#### What is required
Wherever the word "after" occurs in the lines below, copy the whole line.

[Start of Attachment]

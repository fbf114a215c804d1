use crate::expand::Expander;
use crate::lexer::{self, Token};
use thiserror::Error;

/// Upper bound on the number of arguments in one stage, program name included.
pub const MAX_ARGS: usize = 64;

/// One program invocation within a pipeline.
#[derive(Debug, Clone, PartialEq, Eq)]
pub struct StageSpec {
    /// `argv[0]` is the program name; never empty.
    pub args: Vec<String>,
    /// File that replaces standard input (`< path`).
    pub input: Option<String>,
    /// File that replaces standard output (`> path` or `>> path`).
    pub output: Option<String>,
    /// Whether `output` is opened for appending. Meaningless without `output`.
    pub append: bool,
}

impl StageSpec {
    pub fn program(&self) -> &str {
        &self.args[0]
    }
}

/// Stages connected by pipes, left to right.
///
/// The successor of a stage is simply the next element; the last stage has none.
#[derive(Debug, Clone, PartialEq, Eq)]
pub struct Pipeline {
    stages: Vec<StageSpec>,
}

impl Pipeline {
    pub(crate) fn new(stages: Vec<StageSpec>) -> Self {
        debug_assert!(!stages.is_empty());
        Self { stages }
    }

    pub fn stages(&self) -> &[StageSpec] {
        &self.stages
    }

    pub fn first(&self) -> &StageSpec {
        &self.stages[0]
    }

    /// The stage fed by the output of stage `index`, if any.
    pub fn successor(&self, index: usize) -> Option<&StageSpec> {
        self.stages.get(index + 1)
    }

    pub fn len(&self) -> usize {
        self.stages.len()
    }

    /// Applies `f` to every argument and redirection path, producing a new pipeline.
    pub fn map_words(&self, mut f: impl FnMut(&str) -> String) -> Pipeline {
        let stages = self
            .stages
            .iter()
            .map(|stage| StageSpec {
                args: stage.args.iter().map(|a| f(a.as_str())).collect(),
                input: stage.input.as_deref().map(&mut f),
                output: stage.output.as_deref().map(&mut f),
                append: stage.append,
            })
            .collect();
        Pipeline { stages }
    }
}

/// Errors that can occur while turning a line into a [`Pipeline`].
#[derive(Debug, Clone, PartialEq, Eq, Error)]
pub enum ParseError {
    /// A redirection operator was the last token on the line.
    #[error("syntax error: expected file name after {operator}")]
    MissingRedirectTarget { operator: &'static str },
    /// A redirection operator was followed by another operator instead of a filename.
    #[error("syntax error: expected file name after {operator}, found {found}")]
    UnexpectedOperator {
        operator: &'static str,
        found: &'static str,
    },
    /// A stage has no program name, e.g. `| ls` or `< in.txt`.
    #[error("syntax error: missing command")]
    EmptyStage,
    /// A stage has more than [`MAX_ARGS`] arguments.
    #[error("too many arguments (limit is {limit})")]
    TooManyArguments { limit: usize },
}

struct PipelineBuilder<'a> {
    tokens: Vec<Token>,
    pos: usize,
    expander: &'a dyn Expander,
}

impl<'a> PipelineBuilder<'a> {
    fn new(tokens: Vec<Token>, expander: &'a dyn Expander) -> Self {
        Self {
            tokens,
            pos: 0,
            expander,
        }
    }

    fn peek(&self) -> Option<&Token> {
        self.tokens.get(self.pos)
    }

    fn consume(&mut self) -> Option<Token> {
        let token = self.tokens.get(self.pos).cloned();
        if token.is_some() {
            self.pos += 1;
        }
        token
    }

    /// Parse a pipeline: stage ('|' stage)* '|'?
    fn build(mut self) -> Result<Pipeline, ParseError> {
        let mut stages = vec![self.parse_stage()?];

        while let Some(Token::PipeOp) = self.consume() {
            // A trailing pipe simply ends the pipeline.
            if self.peek().is_none() {
                break;
            }
            stages.push(self.parse_stage()?);
        }

        Ok(Pipeline::new(stages))
    }

    /// Parse a stage: (word | redirect)* up to the next '|' or end of line.
    fn parse_stage(&mut self) -> Result<StageSpec, ParseError> {
        let mut stage = StageSpec {
            args: Vec::new(),
            input: None,
            output: None,
            append: false,
        };

        while let Some(token) = self.peek() {
            match token {
                Token::PipeOp => break,
                Token::Word(word) => {
                    let word = word.clone();
                    self.pos += 1;
                    for arg in self.expander.expand(&word) {
                        if stage.args.len() == MAX_ARGS {
                            return Err(ParseError::TooManyArguments { limit: MAX_ARGS });
                        }
                        stage.args.push(arg);
                    }
                }
                Token::RedirectLeft => {
                    stage.input = Some(self.parse_redirect_target()?);
                }
                Token::RedirectRight => {
                    stage.output = Some(self.parse_redirect_target()?);
                    stage.append = false;
                }
                Token::RedirectAppend => {
                    stage.output = Some(self.parse_redirect_target()?);
                    stage.append = true;
                }
            }
        }

        if stage.args.is_empty() {
            return Err(ParseError::EmptyStage);
        }
        Ok(stage)
    }

    /// Consumes a redirection operator and the filename after it. Filenames are not expanded.
    fn parse_redirect_target(&mut self) -> Result<String, ParseError> {
        let operator = self
            .consume()
            .and_then(|t| t.operator())
            .unwrap_or("redirection");
        match self.consume() {
            Some(Token::Word(path)) => Ok(path),
            Some(other) => Err(ParseError::UnexpectedOperator {
                operator,
                found: other.operator().unwrap_or("word"),
            }),
            None => Err(ParseError::MissingRedirectTarget { operator }),
        }
    }
}

/// Parses one command line into a [`Pipeline`].
///
/// Returns `Ok(None)` for an empty or whitespace-only line. Argument words go
/// through `expander`; redirection targets are taken literally.
pub fn parse(line: &str, expander: &dyn Expander) -> Result<Option<Pipeline>, ParseError> {
    let tokens = lexer::split_into_tokens(line);
    if tokens.is_empty() {
        return Ok(None);
    }
    let pipeline = PipelineBuilder::new(tokens, expander).build()?;
    log::debug!("parsed {} stage(s) from {line:?}", pipeline.len());
    Ok(Some(pipeline))
}

#[cfg(test)]
mod tests {
    use super::*;
    use crate::expand::NoExpansion;

    fn parse_ok(line: &str) -> Pipeline {
        parse(line, &NoExpansion)
            .expect("parse failed")
            .expect("expected a pipeline")
    }

    fn strings(v: &[&str]) -> Vec<String> {
        v.iter().map(|s| s.to_string()).collect()
    }

    struct Doubler;

    impl Expander for Doubler {
        fn expand(&self, word: &str) -> Vec<String> {
            if word == "*" {
                vec!["one".to_string(), "two".to_string()]
            } else {
                vec![word.to_string()]
            }
        }
    }

    #[test]
    fn test_simple_command_with_args() {
        let p = parse_ok("ls -l -a");
        assert_eq!(p.len(), 1);
        let stage = p.first();
        assert_eq!(stage.args, strings(&["ls", "-l", "-a"]));
        assert_eq!(stage.input, None);
        assert_eq!(stage.output, None);
        assert!(!stage.append);
        assert!(p.successor(0).is_none());
    }

    #[test]
    fn test_input_redirection() {
        let p = parse_ok("sort < input.txt");
        let stage = p.first();
        assert_eq!(stage.args, strings(&["sort"]));
        assert_eq!(stage.input.as_deref(), Some("input.txt"));
        assert_eq!(stage.output, None);
    }

    #[test]
    fn test_output_redirection_truncates() {
        let p = parse_ok("ls > output.txt");
        let stage = p.first();
        assert_eq!(stage.args, strings(&["ls"]));
        assert_eq!(stage.output.as_deref(), Some("output.txt"));
        assert!(!stage.append);
    }

    #[test]
    fn test_append_redirection() {
        let p = parse_ok("echo hi >> out.txt");
        let stage = p.first();
        assert_eq!(stage.args, strings(&["echo", "hi"]));
        assert_eq!(stage.output.as_deref(), Some("out.txt"));
        assert!(stage.append);
    }

    #[test]
    fn test_three_stages_in_order() {
        let p = parse_ok("a | b | c");
        assert_eq!(p.len(), 3);
        let names: Vec<&str> = p.stages().iter().map(|s| s.program()).collect();
        assert_eq!(names, vec!["a", "b", "c"]);
        assert_eq!(p.successor(0).map(|s| s.program()), Some("b"));
        assert_eq!(p.successor(1).map(|s| s.program()), Some("c"));
        assert!(p.successor(2).is_none());
    }

    #[test]
    fn test_n_stages_are_chained() {
        for n in 1..=8 {
            let line = (0..n).map(|i| format!("cmd{i}")).collect::<Vec<_>>().join(" | ");
            let p = parse_ok(&line);
            assert_eq!(p.len(), n);
            for i in 0..n {
                assert_eq!(p.stages()[i].program(), format!("cmd{i}"));
                if i + 1 < n {
                    assert_eq!(p.successor(i), Some(&p.stages()[i + 1]));
                }
            }
        }
    }

    #[test]
    fn test_combined_redirection_and_pipe() {
        let p = parse_ok("cat < input.txt | grep error > output.txt");
        assert_eq!(p.len(), 2);
        assert_eq!(p.stages()[0].input.as_deref(), Some("input.txt"));
        assert_eq!(p.stages()[0].output, None);
        assert_eq!(p.stages()[1].args, strings(&["grep", "error"]));
        assert_eq!(p.stages()[1].output.as_deref(), Some("output.txt"));
    }

    #[test]
    fn test_redirection_interleaved_with_arguments() {
        let p = parse_ok("sort < in.txt -r > out.txt -u");
        let stage = p.first();
        assert_eq!(stage.args, strings(&["sort", "-r", "-u"]));
        assert_eq!(stage.input.as_deref(), Some("in.txt"));
        assert_eq!(stage.output.as_deref(), Some("out.txt"));
    }

    #[test]
    fn test_last_redirection_wins() {
        let p = parse_ok("echo x >> a.txt > b.txt");
        assert_eq!(p.first().output.as_deref(), Some("b.txt"));
        assert!(!p.first().append);
    }

    #[test]
    fn test_empty_line_is_not_an_error() {
        assert_eq!(parse("", &NoExpansion), Ok(None));
        assert_eq!(parse("   \t ", &NoExpansion), Ok(None));
    }

    #[test]
    fn test_redirection_as_final_token_fails() {
        for line in [">", "<", ">>", "ls >", "sort <", "echo hi >>", "a | b >"] {
            assert!(
                matches!(
                    parse(line, &NoExpansion),
                    Err(ParseError::MissingRedirectTarget { .. })
                ),
                "{line:?} should fail"
            );
        }
    }

    #[test]
    fn test_redirection_followed_by_operator_fails() {
        assert_eq!(
            parse("ls > | wc", &NoExpansion),
            Err(ParseError::UnexpectedOperator {
                operator: ">",
                found: "|"
            })
        );
    }

    #[test]
    fn test_trailing_pipe_is_ignored() {
        let p = parse_ok("ls -l |");
        assert_eq!(p.len(), 1);
        assert_eq!(p.first().args, strings(&["ls", "-l"]));
    }

    #[test]
    fn test_missing_command_fails() {
        assert_eq!(parse("| ls", &NoExpansion), Err(ParseError::EmptyStage));
        assert_eq!(parse("a | | b", &NoExpansion), Err(ParseError::EmptyStage));
        assert_eq!(parse("< in.txt", &NoExpansion), Err(ParseError::EmptyStage));
    }

    #[test]
    fn test_too_many_arguments() {
        let ok = vec!["x"; MAX_ARGS].join(" ");
        assert_eq!(parse_ok(&ok).first().args.len(), MAX_ARGS);

        let too_many = vec!["x"; MAX_ARGS + 1].join(" ");
        assert_eq!(
            parse(&too_many, &NoExpansion),
            Err(ParseError::TooManyArguments { limit: MAX_ARGS })
        );
    }

    #[test]
    fn test_arguments_are_expanded_but_targets_are_not() {
        let p = parse("ls * > *", &Doubler).unwrap().unwrap();
        assert_eq!(p.first().args, strings(&["ls", "one", "two"]));
        assert_eq!(p.first().output.as_deref(), Some("*"));
    }

    #[test]
    fn test_expansion_counts_towards_limit() {
        let line = format!("{} *", vec!["x"; MAX_ARGS - 1].join(" "));
        assert_eq!(
            parse(&line, &Doubler),
            Err(ParseError::TooManyArguments { limit: MAX_ARGS })
        );
    }

    #[test]
    fn test_map_words_rewrites_args_and_paths() {
        let p = parse_ok("echo $x > $y");
        let mapped = p.map_words(|w| w.trim_start_matches('$').to_uppercase());
        assert_eq!(mapped.first().args, strings(&["ECHO", "X"]));
        assert_eq!(mapped.first().output.as_deref(), Some("Y"));
    }
}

[End of Attachment]

#### Task result
    #[error("syntax error: expected file name after {operator}")]
    #[error("syntax error: expected file name after {operator}, found {found}")]
    /// Consumes a redirection operator and the filename after it. Filenames are not expanded.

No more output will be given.